┌──

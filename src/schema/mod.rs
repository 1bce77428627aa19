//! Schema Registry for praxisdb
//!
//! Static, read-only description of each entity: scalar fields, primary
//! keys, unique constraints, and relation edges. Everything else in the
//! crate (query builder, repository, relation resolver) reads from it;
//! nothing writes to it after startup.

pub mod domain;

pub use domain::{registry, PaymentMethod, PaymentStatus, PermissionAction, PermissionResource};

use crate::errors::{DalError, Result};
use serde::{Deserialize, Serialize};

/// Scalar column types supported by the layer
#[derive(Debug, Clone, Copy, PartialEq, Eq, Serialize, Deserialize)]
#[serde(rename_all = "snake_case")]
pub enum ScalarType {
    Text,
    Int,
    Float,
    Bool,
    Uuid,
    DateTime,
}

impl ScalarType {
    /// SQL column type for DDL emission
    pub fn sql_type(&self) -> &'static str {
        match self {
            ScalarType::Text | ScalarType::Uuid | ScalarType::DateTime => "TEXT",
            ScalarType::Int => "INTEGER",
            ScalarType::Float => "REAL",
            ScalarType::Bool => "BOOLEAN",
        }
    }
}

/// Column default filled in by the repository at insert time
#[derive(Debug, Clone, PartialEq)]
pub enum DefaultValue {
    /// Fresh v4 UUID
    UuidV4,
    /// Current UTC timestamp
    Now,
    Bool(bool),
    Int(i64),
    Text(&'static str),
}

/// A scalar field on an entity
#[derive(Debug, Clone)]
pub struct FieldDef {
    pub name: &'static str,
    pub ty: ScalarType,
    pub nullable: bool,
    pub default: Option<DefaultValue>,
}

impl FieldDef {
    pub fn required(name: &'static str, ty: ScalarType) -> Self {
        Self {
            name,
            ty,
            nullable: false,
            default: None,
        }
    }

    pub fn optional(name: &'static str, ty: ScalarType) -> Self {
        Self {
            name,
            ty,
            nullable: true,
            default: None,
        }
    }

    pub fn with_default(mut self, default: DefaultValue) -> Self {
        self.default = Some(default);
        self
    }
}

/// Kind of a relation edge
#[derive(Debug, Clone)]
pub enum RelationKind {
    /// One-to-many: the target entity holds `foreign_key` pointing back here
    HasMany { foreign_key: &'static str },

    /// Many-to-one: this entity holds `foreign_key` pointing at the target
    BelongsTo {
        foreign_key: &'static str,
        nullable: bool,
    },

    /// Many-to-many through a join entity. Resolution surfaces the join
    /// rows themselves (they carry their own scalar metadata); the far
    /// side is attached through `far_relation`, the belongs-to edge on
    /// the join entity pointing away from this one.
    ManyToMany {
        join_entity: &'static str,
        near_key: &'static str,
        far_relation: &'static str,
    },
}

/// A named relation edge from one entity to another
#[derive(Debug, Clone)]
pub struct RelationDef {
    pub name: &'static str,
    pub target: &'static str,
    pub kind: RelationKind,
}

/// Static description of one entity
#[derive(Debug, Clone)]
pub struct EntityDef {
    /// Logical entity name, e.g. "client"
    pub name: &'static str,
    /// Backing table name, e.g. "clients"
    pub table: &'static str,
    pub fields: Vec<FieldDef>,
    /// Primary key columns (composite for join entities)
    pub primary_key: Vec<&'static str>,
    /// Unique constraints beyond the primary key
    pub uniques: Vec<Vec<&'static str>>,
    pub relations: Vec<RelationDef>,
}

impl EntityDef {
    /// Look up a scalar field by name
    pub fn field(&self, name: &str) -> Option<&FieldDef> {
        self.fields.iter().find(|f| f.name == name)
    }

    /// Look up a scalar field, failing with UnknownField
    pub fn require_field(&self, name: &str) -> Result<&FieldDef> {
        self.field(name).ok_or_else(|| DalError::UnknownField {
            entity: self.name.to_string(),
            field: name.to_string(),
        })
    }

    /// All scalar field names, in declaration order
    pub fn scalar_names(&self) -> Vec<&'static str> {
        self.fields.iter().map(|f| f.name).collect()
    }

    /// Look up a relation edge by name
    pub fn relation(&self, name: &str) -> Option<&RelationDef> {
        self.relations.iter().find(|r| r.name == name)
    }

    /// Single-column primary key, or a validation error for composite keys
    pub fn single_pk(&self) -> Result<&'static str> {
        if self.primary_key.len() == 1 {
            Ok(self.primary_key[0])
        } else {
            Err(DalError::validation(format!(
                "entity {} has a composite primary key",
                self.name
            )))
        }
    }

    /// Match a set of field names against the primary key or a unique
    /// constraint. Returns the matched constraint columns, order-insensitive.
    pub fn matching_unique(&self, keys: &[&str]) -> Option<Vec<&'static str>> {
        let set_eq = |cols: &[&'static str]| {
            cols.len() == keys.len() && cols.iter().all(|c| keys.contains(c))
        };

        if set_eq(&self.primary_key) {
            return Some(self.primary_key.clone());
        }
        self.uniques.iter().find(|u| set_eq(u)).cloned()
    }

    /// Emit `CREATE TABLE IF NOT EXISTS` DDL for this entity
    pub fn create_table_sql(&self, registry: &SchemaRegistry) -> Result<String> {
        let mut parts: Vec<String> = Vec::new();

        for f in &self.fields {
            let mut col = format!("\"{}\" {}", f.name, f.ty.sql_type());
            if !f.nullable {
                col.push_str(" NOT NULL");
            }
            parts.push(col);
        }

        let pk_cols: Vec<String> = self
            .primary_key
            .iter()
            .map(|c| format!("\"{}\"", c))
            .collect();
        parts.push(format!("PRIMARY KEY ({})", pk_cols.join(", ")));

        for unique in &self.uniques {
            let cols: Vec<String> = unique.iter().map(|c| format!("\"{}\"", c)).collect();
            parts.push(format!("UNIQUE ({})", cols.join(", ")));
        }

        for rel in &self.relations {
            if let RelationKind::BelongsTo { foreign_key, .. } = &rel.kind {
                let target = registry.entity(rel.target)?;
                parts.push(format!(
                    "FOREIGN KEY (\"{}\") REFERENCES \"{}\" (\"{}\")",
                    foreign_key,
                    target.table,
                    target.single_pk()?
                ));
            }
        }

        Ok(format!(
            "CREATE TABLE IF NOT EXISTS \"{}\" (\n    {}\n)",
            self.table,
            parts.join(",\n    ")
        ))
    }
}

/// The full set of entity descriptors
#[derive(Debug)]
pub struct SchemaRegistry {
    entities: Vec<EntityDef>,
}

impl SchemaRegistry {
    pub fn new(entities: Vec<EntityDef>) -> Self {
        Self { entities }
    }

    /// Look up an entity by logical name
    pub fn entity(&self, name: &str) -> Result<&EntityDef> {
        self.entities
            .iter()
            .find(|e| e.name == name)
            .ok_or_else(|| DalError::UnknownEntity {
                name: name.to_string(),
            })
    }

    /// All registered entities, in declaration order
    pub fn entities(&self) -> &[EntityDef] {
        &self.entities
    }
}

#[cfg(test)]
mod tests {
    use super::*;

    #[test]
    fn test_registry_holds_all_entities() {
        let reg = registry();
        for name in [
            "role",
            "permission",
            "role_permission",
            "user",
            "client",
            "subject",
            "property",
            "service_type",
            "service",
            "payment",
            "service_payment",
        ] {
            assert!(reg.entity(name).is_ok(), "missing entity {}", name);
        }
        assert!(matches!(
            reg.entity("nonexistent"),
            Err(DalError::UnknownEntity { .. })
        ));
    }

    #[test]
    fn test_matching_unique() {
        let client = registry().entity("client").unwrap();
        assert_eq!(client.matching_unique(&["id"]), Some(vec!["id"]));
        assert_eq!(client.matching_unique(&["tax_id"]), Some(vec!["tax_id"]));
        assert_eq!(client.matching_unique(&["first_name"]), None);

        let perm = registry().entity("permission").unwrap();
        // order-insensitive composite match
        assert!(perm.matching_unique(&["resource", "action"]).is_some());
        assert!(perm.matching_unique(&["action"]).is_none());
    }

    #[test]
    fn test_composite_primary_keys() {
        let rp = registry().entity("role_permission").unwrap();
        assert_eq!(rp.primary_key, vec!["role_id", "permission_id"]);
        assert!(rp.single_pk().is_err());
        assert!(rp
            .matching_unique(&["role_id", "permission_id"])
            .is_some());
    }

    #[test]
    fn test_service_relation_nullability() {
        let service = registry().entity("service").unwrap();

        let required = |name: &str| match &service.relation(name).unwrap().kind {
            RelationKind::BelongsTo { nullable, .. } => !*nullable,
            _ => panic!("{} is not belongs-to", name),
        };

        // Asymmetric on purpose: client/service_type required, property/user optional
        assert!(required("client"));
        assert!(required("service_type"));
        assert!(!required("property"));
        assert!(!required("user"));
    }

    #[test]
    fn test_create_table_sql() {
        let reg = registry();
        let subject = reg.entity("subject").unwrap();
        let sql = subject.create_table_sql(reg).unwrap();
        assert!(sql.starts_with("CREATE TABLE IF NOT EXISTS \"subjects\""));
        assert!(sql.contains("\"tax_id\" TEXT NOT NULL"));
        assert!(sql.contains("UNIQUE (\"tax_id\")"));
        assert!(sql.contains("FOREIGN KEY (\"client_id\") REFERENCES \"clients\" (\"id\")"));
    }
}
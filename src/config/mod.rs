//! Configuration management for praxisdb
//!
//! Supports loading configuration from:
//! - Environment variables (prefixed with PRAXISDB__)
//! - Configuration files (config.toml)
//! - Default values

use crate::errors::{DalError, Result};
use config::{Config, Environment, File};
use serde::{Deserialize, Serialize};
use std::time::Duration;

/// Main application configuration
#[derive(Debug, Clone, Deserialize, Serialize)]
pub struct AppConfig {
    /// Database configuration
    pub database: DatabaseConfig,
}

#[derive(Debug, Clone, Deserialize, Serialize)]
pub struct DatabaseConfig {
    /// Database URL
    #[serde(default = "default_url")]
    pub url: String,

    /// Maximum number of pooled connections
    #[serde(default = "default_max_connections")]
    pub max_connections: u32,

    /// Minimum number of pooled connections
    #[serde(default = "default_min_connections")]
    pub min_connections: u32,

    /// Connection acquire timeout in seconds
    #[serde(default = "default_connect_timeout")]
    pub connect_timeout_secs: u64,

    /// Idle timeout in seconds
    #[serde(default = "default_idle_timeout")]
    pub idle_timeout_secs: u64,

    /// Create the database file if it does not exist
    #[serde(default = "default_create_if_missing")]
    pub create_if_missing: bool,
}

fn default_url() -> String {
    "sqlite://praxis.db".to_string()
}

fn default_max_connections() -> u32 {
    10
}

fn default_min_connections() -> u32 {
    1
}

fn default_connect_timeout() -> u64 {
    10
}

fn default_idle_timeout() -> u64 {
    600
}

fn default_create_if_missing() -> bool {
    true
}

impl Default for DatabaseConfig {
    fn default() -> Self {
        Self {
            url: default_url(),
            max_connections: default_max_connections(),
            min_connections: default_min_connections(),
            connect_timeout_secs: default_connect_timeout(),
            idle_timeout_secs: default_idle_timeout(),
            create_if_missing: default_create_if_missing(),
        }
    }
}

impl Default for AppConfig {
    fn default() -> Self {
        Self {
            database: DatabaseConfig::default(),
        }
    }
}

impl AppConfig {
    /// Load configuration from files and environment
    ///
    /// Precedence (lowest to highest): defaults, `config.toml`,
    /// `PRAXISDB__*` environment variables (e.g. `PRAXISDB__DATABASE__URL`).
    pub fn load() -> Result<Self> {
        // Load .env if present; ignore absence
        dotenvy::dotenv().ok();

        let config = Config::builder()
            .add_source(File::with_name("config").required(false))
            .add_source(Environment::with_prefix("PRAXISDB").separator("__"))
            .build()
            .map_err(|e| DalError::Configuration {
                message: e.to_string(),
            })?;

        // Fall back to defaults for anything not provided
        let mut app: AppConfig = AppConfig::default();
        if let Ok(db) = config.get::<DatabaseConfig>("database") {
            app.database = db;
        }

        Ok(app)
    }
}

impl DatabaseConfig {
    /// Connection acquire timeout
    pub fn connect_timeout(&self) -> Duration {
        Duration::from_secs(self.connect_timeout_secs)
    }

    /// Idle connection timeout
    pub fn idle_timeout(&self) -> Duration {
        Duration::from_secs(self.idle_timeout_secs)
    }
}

└──

**Instructions to follow**
There is a run of lines above from the one with "pub fn field(&self, name: &str)" to the one with "pub fn create_table_sql(&self, registry: &SchemaRegistry)"; print exactly that run, both ends included, and nothing else.

**Exercise response**
    pub fn field(&self, name: &str) -> Option<&FieldDef> {
        self.fields.iter().find(|f| f.name == name)
    }

    /// Look up a scalar field, failing with UnknownField
    pub fn require_field(&self, name: &str) -> Result<&FieldDef> {
        self.field(name).ok_or_else(|| DalError::UnknownField {
            entity: self.name.to_string(),
            field: name.to_string(),
        })
    }

    /// All scalar field names, in declaration order
    pub fn scalar_names(&self) -> Vec<&'static str> {
        self.fields.iter().map(|f| f.name).collect()
    }

    /// Look up a relation edge by name
    pub fn relation(&self, name: &str) -> Option<&RelationDef> {
        self.relations.iter().find(|r| r.name == name)
    }

    /// Single-column primary key, or a validation error for composite keys
    pub fn single_pk(&self) -> Result<&'static str> {
        if self.primary_key.len() == 1 {
            Ok(self.primary_key[0])
        } else {
            Err(DalError::validation(format!(
                "entity {} has a composite primary key",
                self.name
            )))
        }
    }

    /// Match a set of field names against the primary key or a unique
    /// constraint. Returns the matched constraint columns, order-insensitive.
    pub fn matching_unique(&self, keys: &[&str]) -> Option<Vec<&'static str>> {
        let set_eq = |cols: &[&'static str]| {
            cols.len() == keys.len() && cols.iter().all(|c| keys.contains(c))
        };

        if set_eq(&self.primary_key) {
            return Some(self.primary_key.clone());
        }
        self.uniques.iter().find(|u| set_eq(u)).cloned()
    }

    /// Emit `CREATE TABLE IF NOT EXISTS` DDL for this entity
    pub fn create_table_sql(&self, registry: &SchemaRegistry) -> Result<String> {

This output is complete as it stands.